ST4R-Splat: Spatio-Temporal Referring Segmentation in 4D Gaussian Splatting
Abstract
Understanding and segmenting objects in dynamic 4D environments from natural language is crucial yet underexplored. Existing works either perform referring segmentation in static 3D scenes or build open-vocabulary 4D language fields, but none of them supports grounding complex spatio-temporal referring descriptions in explicit 4D reconstructions. Based on 4D Gaussian Splatting(4DGS), We formalize this missing setting as Spatio-Temporal Referring Segmentation in 4D Gaussian Splatting (STRS-4DGS): given a 4DGS representation of a dynamic scene and a referring expression, the goal is to identify the target object and segment it across both space and time, resolving where the described instance is and when it exhibits the queried state. To tackle this challenge, we propose ST4R-Splat, the first framework for STRS-4DGS. ST4R-Splat builds on deformable 4D Gaussians and introduces an Instance-Aware 4D Referring Field that assigns each Gaussian a time-invariant embedding, enabling robust instance-level grounding for both time-agnostic and time-sensitive referring queries. On top of this, an Instance-level Temporal State Mapping module models a view-independent mapping from instance identity and time to semantic states directly in feature space. To obtain rich supervision without manual annotation, we design a task-adaptive captioning pipeline that uses multimodal large language models to generate complementary frame-level descriptive captions and time-aware state captions for each object.
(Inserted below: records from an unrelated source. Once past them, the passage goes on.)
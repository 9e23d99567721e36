//! Common test utilities for Regionplex tests
//!
//! In-process stand-ins for the external tools (aligner, merger, analyzer,
//! reference lookup) plus fixture writers, so whole runs can be driven
//! without any binary installed.
#![allow(dead_code)]

use parking_lot::Mutex;
use regionplex::bio::alignment::{GenomicSpan, SamRecord};
use regionplex::bio::fasta::parse_fasta;
use regionplex::bio::fastq::{for_each_record, FastqWriter};
use regionplex::bio::sequence::{reverse_complement, Sequence};
use regionplex::tools::{
    Aligner, AnalysisRequest, MergeOutputs, Merger, ReadSource, ReferenceSequences,
    RegionAnalyzer,
};
use regionplex::{RegionplexError, Result};
use std::collections::HashMap;
use std::path::{Path, PathBuf};
use std::sync::Arc;

/// Aligner that places a read wherever it (or its reverse complement)
/// occurs verbatim in a reference. Reads can also be given a scripted SAM
/// line to exercise specific alignment geometry.
pub struct ExactMatchAligner {
    indexes: Mutex<HashMap<PathBuf, Vec<Sequence>>>,
    scripted: HashMap<String, String>,
    pub calls: Arc<Mutex<Vec<String>>>,
}

impl ExactMatchAligner {
    pub fn new() -> Self {
        Self {
            indexes: Mutex::new(HashMap::new()),
            scripted: HashMap::new(),
            calls: Arc::new(Mutex::new(Vec::new())),
        }
    }

    /// Register a prebuilt index, as a genome index would be.
    pub fn with_index(self, index: &Path, sequences: Vec<Sequence>) -> Self {
        self.indexes
            .lock()
            .insert(index.to_path_buf(), sequences);
        self
    }

    /// Report `sam_line` for the read named `qname` instead of searching.
    pub fn with_scripted(mut self, qname: &str, sam_line: &str) -> Self {
        self.scripted.insert(qname.to_string(), sam_line.to_string());
        self
    }

    fn place(&self, references: &[Sequence], name: &str, seq: &str, qual: &str) -> String {
        if let Some(line) = self.scripted.get(name) {
            return line.clone();
        }

        let rc = reverse_complement(seq);
        let mut hits: Vec<(String, usize, bool)> = Vec::new();
        for reference in references {
            let text = reference.to_string();
            if let Some(offset) = text.find(seq) {
                hits.push((reference.id.clone(), offset, false));
            } else if let Some(offset) = text.find(&rc) {
                hits.push((reference.id.clone(), offset, true));
            }
        }

        match hits.first() {
            Some((rname, offset, reverse)) => {
                let (flag, bases, quals) = if *reverse {
                    (16, rc.clone(), qual.chars().rev().collect::<String>())
                } else {
                    (0, seq.to_string(), qual.to_string())
                };
                format!(
                    "{}\t{}\t{}\t{}\t42\t{}M\t*\t0\t0\t{}\t{}\tAS:i:0",
                    name,
                    flag,
                    rname,
                    offset + 1,
                    seq.len(),
                    bases,
                    quals
                )
            }
            None => format!("{}\t4\t*\t0\t0\t*\t*\t0\t0\t{}\t{}", name, seq, qual),
        }
    }
}

impl Aligner for ExactMatchAligner {
    fn name(&self) -> &str {
        "exact-match"
    }

    fn build_index(&self, reference_fasta: &Path, index_prefix: &Path) -> Result<()> {
        self.calls
            .lock()
            .push(format!("build_index {}", index_prefix.display()));
        let sequences = parse_fasta(reference_fasta)?;
        self.indexes
            .lock()
            .insert(index_prefix.to_path_buf(), sequences);
        Ok(())
    }

    fn align(
        &self,
        index: &Path,
        reads: &ReadSource<'_>,
        on_record: &mut dyn FnMut(SamRecord) -> Result<()>,
    ) -> Result<()> {
        self.calls
            .lock()
            .push(format!("align {}", index.display()));
        let references = self
            .indexes
            .lock()
            .get(index)
            .cloned()
            .ok_or_else(|| RegionplexError::external("exact-match", "unknown index"))?;

        for_each_record(reads.path, |record| {
            let name = String::from_utf8_lossy(record.name()).to_string();
            let seq = String::from_utf8_lossy(record.seq).to_string();
            let qual = match record.qual {
                Some(q) => String::from_utf8_lossy(q).to_string(),
                None => "I".repeat(seq.len()),
            };
            let line = self.place(&references, &name, &seq, &qual);
            match SamRecord::parse_line(&line)? {
                Some(sam) => on_record(sam),
                None => Ok(()),
            }
        })?;
        Ok(())
    }
}

/// Merger joining mates whose ends overlap exactly by at least `min_overlap`.
pub struct OverlapMerger {
    pub min_overlap: usize,
}

fn read_all(path: &Path) -> Result<Vec<(String, String, String)>> {
    let mut reads = Vec::new();
    for_each_record(path, |record| {
        reads.push((
            String::from_utf8_lossy(record.name()).to_string(),
            String::from_utf8_lossy(record.seq).to_string(),
            String::from_utf8_lossy(record.qual.unwrap_or(b"")).to_string(),
        ));
        Ok(())
    })?;
    Ok(reads)
}

impl Merger for OverlapMerger {
    fn name(&self) -> &str {
        "overlap"
    }

    fn merge(&self, r1: &Path, r2: &Path, out_dir: &Path) -> Result<MergeOutputs> {
        let outputs = MergeOutputs {
            merged: out_dir.join("out.extendedFrags.fastq.gz"),
            unmerged_r1: out_dir.join("out.notCombined_1.fastq.gz"),
            unmerged_r2: out_dir.join("out.notCombined_2.fastq.gz"),
            histogram: None,
        };
        let mut merged = FastqWriter::create(&outputs.merged)?;
        let mut left = FastqWriter::create(&outputs.unmerged_r1)?;
        let mut right = FastqWriter::create(&outputs.unmerged_r2)?;

        for ((name, s1, q1), (_, s2, q2)) in read_all(r1)?.into_iter().zip(read_all(r2)?) {
            let mate = reverse_complement(&s2);
            let mate_qual: String = q2.chars().rev().collect();
            let longest = s1.len().min(mate.len());
            let overlap = (self.min_overlap..=longest)
                .rev()
                .find(|k| s1[s1.len() - k..] == mate[..*k]);

            match overlap {
                Some(k) => merged.write_record(
                    name.as_bytes(),
                    format!("{}{}", s1, &mate[k..]).as_bytes(),
                    format!("{}{}", q1, &mate_qual[k..]).as_bytes(),
                )?,
                None => {
                    left.write_record(name.as_bytes(), s1.as_bytes(), q1.as_bytes())?;
                    right.write_record(name.as_bytes(), s2.as_bytes(), q2.as_bytes())?;
                }
            }
        }

        merged.finish()?;
        left.finish()?;
        right.finish()?;
        Ok(outputs)
    }
}

/// Analyzer that records every request and optionally fails one region.
pub struct RecordingAnalyzer {
    pub requests: Arc<Mutex<Vec<AnalysisRequest>>>,
    fail_on: Option<String>,
}

impl RecordingAnalyzer {
    pub fn new() -> Self {
        Self {
            requests: Arc::new(Mutex::new(Vec::new())),
            fail_on: None,
        }
    }

    pub fn failing_on(region: &str) -> Self {
        Self {
            fail_on: Some(region.to_string()),
            ..Self::new()
        }
    }
}

impl RegionAnalyzer for RecordingAnalyzer {
    fn name(&self) -> &str {
        "recording"
    }

    fn analyze(&self, request: &AnalysisRequest) -> Result<()> {
        self.requests.lock().push(request.clone());
        if self.fail_on.as_deref() == Some(request.region.as_str()) {
            return Err(RegionplexError::RegionAnalysis {
                region: request.region.clone(),
                message: "exited with status 1".to_string(),
            });
        }
        Ok(())
    }
}

/// Reference lookup over chromosomes held in memory.
pub struct InMemoryReference {
    chromosomes: HashMap<String, String>,
}

impl InMemoryReference {
    pub fn new(sequences: &[Sequence]) -> Self {
        Self {
            chromosomes: sequences
                .iter()
                .map(|s| (s.id.clone(), s.to_string()))
                .collect(),
        }
    }
}

impl ReferenceSequences for InMemoryReference {
    fn fetch(&self, span: &GenomicSpan) -> Result<String> {
        let chrom = self
            .chromosomes
            .get(&span.reference)
            .ok_or_else(|| RegionplexError::external("reference", "unknown chromosome"))?;
        let start = (span.start.max(1) - 1) as usize;
        let end = (span.end - 1).clamp(0, chrom.len() as i64) as usize;
        Ok(chrom[start.min(end)..end].to_string())
    }
}

/// Deterministic pseudo-random nucleotide sequence.
pub fn random_sequence(seed: u64, len: usize) -> String {
    let mut state = seed.wrapping_mul(6364136223846793005).wrapping_add(1442695040888963407);
    (0..len)
        .map(|_| {
            state = state
                .wrapping_mul(6364136223846793005)
                .wrapping_add(1442695040888963407);
            b"ACGT"[(state >> 33) as usize % 4] as char
        })
        .collect()
}

pub fn sequence(id: &str, bases: &str) -> Sequence {
    Sequence::new(id.to_string(), bases.as_bytes().to_vec())
}

/// Write reads as FASTQ with constant quality.
pub fn write_fastq(path: &Path, reads: &[(String, String)]) {
    let mut text = String::new();
    for (name, seq) in reads {
        text.push_str(&format!("@{}\n{}\n+\n{}\n", name, seq, "I".repeat(seq.len())));
    }
    std::fs::write(path, text).unwrap();
}

/// Write an amplicon description file from `(name, sequence, guide)` rows.
pub fn write_amplicons(path: &Path, rows: &[(&str, &str, Option<&str>)]) {
    let mut text = String::from("# name\tsequence\tguide\n");
    for (name, seq, guide) in rows {
        match guide {
            Some(guide) => text.push_str(&format!("{}\t{}\t{}\n", name, seq, guide)),
            None => text.push_str(&format!("{}\t{}\n", name, seq)),
        }
    }
    std::fs::write(path, text).unwrap();
}

/// Create the file the index check looks for under `basename`.
pub fn touch_index(basename: &Path) {
    std::fs::write(format!("{}.1.bt2", basename.display()), b"").unwrap();
}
We construct a new benchmark on dynamic 4D reconstructions with spatio-temporally grounded referring expressions and adapt state-of-the-art 3D/4D language grounding methods as baselines.Extensive experiments show that ST4R-Splat significantly outperforms baselines on both spatial (time-agnostic) and temporal (time-sensitive) metrics, establishing a strong foundation for fine-grained, language-driven understanding of dynamic 4D scenes.